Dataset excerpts

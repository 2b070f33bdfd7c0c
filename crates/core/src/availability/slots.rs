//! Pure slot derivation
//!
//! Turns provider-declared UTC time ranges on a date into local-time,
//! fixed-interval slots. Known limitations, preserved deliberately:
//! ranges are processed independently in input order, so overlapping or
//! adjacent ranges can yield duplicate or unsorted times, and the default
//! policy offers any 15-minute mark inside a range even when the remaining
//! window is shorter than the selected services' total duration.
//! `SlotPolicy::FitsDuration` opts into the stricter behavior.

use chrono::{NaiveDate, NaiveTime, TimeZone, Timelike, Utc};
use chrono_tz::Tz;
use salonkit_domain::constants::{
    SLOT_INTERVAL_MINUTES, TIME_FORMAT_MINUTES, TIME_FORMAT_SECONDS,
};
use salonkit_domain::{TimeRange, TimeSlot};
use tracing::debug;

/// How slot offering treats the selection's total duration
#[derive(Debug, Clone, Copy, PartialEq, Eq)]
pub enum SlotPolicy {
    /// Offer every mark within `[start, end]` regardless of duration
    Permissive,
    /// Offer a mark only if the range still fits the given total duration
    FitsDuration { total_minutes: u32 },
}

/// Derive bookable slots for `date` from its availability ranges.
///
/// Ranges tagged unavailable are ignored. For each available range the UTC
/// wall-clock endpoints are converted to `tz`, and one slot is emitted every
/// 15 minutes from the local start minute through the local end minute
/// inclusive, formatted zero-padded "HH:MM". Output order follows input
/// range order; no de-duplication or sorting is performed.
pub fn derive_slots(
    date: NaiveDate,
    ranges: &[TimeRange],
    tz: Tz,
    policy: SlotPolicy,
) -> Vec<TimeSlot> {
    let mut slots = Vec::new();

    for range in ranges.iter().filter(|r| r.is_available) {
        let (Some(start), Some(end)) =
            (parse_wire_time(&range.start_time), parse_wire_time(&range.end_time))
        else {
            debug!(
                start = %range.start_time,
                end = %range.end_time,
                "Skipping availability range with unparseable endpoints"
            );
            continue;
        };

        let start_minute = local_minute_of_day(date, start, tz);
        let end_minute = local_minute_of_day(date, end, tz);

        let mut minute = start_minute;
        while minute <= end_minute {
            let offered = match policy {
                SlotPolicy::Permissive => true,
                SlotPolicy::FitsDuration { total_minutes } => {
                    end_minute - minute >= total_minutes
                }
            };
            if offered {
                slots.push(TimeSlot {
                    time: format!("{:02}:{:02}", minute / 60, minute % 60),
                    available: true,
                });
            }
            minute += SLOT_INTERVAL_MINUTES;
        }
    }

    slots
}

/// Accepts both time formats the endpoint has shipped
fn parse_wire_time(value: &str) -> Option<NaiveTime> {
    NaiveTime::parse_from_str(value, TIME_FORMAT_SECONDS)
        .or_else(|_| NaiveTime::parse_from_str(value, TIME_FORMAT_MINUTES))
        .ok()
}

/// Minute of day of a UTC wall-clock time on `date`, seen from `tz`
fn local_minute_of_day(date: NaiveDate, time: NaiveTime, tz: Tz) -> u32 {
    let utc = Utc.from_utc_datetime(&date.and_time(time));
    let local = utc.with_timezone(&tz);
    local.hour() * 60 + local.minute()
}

* _Task statement_: Give back only the lines from the one containing "NaiveTime::parse_from_str(value, TIME_FORMAT_SECONDS)" through the final line of the entries above, exactly as written, both included.

* _Reply_:
    NaiveTime::parse_from_str(value, TIME_FORMAT_SECONDS)
        .or_else(|_| NaiveTime::parse_from_str(value, TIME_FORMAT_MINUTES))
        .ok()
}

/// Minute of day of a UTC wall-clock time on `date`, seen from `tz`
fn local_minute_of_day(date: NaiveDate, time: NaiveTime, tz: Tz) -> u32 {
    let utc = Utc.from_utc_datetime(&date.and_time(time));
    let local = utc.with_timezone(&tz);
    local.hour() * 60 + local.minute()
}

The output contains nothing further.